#### What you have to do
Please report how many lines in these records contain the string "message", and give nothing besides the number.

________________________

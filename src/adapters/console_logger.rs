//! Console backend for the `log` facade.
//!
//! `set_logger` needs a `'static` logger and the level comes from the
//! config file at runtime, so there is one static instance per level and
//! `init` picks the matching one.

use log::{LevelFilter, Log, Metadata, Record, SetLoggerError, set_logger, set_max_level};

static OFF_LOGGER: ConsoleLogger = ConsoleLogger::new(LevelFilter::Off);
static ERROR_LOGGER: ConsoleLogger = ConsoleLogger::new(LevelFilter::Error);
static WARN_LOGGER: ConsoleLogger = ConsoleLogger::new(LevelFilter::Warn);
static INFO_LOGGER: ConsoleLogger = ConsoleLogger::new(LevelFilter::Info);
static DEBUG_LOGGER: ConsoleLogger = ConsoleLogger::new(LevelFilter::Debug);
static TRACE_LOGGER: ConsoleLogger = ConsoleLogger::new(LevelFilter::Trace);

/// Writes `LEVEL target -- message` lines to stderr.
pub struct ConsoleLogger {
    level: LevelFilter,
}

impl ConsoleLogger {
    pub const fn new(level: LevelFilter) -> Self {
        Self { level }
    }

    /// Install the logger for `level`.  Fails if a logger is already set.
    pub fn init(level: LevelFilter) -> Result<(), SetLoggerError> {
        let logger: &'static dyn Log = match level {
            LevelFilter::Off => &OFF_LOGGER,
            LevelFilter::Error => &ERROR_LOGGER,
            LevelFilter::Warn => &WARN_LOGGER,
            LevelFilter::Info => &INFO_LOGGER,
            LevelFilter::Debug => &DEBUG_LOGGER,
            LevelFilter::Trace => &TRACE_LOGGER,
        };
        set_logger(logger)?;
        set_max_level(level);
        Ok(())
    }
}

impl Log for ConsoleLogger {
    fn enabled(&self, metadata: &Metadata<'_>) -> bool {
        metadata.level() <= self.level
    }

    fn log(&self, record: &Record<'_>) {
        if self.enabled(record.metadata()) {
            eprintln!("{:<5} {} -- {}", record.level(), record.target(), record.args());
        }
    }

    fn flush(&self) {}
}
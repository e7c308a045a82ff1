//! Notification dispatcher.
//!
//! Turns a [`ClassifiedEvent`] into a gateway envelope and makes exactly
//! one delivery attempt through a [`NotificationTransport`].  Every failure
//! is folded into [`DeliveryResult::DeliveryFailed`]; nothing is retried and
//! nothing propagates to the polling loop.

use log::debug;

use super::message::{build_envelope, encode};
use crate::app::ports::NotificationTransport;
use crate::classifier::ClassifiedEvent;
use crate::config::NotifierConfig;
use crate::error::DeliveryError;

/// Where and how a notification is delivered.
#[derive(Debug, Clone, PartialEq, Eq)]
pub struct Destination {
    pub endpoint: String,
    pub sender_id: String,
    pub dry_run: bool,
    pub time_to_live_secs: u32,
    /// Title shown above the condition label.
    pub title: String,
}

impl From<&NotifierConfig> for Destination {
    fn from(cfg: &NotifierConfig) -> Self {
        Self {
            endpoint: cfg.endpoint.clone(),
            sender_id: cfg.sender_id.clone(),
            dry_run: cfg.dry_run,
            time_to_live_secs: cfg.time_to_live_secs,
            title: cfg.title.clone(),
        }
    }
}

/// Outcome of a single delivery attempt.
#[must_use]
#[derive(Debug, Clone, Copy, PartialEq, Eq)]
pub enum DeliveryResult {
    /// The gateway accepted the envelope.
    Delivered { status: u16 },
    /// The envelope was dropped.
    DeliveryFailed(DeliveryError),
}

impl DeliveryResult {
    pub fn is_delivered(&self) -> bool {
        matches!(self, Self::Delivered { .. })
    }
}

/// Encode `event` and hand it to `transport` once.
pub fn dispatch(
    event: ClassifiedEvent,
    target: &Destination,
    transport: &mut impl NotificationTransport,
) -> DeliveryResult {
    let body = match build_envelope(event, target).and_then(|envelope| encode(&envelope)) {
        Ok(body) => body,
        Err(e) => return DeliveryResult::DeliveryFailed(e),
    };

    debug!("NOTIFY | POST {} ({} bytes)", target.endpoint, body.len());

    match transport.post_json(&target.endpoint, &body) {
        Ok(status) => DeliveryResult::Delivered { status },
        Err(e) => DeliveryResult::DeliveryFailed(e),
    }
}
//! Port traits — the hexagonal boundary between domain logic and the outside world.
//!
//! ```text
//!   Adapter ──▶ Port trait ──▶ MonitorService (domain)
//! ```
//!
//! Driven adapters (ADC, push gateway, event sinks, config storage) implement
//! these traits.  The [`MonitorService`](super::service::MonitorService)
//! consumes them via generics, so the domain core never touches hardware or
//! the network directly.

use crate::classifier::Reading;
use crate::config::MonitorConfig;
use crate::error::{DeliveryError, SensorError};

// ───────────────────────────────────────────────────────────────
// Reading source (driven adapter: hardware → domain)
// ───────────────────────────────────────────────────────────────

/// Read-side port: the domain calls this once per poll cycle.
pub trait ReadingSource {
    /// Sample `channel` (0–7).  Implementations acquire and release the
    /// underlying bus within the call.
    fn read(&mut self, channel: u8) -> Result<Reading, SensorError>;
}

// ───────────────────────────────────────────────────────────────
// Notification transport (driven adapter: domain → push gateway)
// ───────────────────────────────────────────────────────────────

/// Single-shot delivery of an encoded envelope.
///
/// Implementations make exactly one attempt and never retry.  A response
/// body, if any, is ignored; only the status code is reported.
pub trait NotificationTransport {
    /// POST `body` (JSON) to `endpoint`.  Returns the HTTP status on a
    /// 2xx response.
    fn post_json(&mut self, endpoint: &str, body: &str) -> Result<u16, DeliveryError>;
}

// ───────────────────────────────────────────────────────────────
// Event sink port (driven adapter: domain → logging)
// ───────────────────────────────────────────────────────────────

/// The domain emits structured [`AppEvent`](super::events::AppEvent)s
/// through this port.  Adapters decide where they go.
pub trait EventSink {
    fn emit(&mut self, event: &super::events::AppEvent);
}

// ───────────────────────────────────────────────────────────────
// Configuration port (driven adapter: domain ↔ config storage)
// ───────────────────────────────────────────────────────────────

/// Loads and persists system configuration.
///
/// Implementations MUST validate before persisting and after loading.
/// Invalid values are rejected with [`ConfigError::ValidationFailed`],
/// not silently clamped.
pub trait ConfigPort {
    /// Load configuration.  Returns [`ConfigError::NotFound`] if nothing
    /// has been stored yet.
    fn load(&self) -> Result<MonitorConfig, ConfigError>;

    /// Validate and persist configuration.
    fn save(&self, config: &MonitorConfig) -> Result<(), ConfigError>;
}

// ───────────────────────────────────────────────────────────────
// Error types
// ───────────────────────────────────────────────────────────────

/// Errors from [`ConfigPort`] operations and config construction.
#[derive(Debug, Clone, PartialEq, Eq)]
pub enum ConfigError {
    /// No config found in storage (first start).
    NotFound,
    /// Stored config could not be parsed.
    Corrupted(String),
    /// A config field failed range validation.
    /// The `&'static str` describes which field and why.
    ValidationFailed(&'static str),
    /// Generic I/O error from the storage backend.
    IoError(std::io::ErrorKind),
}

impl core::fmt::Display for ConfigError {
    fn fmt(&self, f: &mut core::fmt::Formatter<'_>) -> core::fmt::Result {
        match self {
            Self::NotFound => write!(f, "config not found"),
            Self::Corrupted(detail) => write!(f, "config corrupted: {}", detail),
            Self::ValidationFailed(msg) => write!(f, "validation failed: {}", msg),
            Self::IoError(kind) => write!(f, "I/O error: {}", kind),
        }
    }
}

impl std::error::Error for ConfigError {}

________________________

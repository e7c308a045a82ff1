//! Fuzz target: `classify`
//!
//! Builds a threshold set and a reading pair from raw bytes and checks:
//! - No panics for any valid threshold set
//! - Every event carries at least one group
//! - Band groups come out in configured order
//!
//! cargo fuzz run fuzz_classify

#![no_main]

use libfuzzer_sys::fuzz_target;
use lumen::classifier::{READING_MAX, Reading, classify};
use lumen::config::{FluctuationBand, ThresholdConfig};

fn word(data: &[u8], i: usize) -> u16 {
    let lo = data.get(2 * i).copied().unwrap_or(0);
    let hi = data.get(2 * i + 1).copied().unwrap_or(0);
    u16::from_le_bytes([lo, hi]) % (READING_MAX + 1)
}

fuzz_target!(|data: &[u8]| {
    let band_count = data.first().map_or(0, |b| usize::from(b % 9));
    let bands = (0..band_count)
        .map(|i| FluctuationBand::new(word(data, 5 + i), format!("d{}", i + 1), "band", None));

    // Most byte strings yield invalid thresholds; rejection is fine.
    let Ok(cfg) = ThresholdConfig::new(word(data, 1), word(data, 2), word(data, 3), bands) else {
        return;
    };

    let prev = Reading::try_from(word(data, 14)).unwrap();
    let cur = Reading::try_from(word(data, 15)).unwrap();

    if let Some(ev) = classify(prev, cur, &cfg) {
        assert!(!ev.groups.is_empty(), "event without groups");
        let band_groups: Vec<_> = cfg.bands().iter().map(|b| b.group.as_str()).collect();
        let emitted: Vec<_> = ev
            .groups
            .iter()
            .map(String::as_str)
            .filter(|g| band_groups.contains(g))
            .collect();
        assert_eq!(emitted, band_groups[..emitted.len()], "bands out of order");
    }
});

________________________

#### Exercise output
2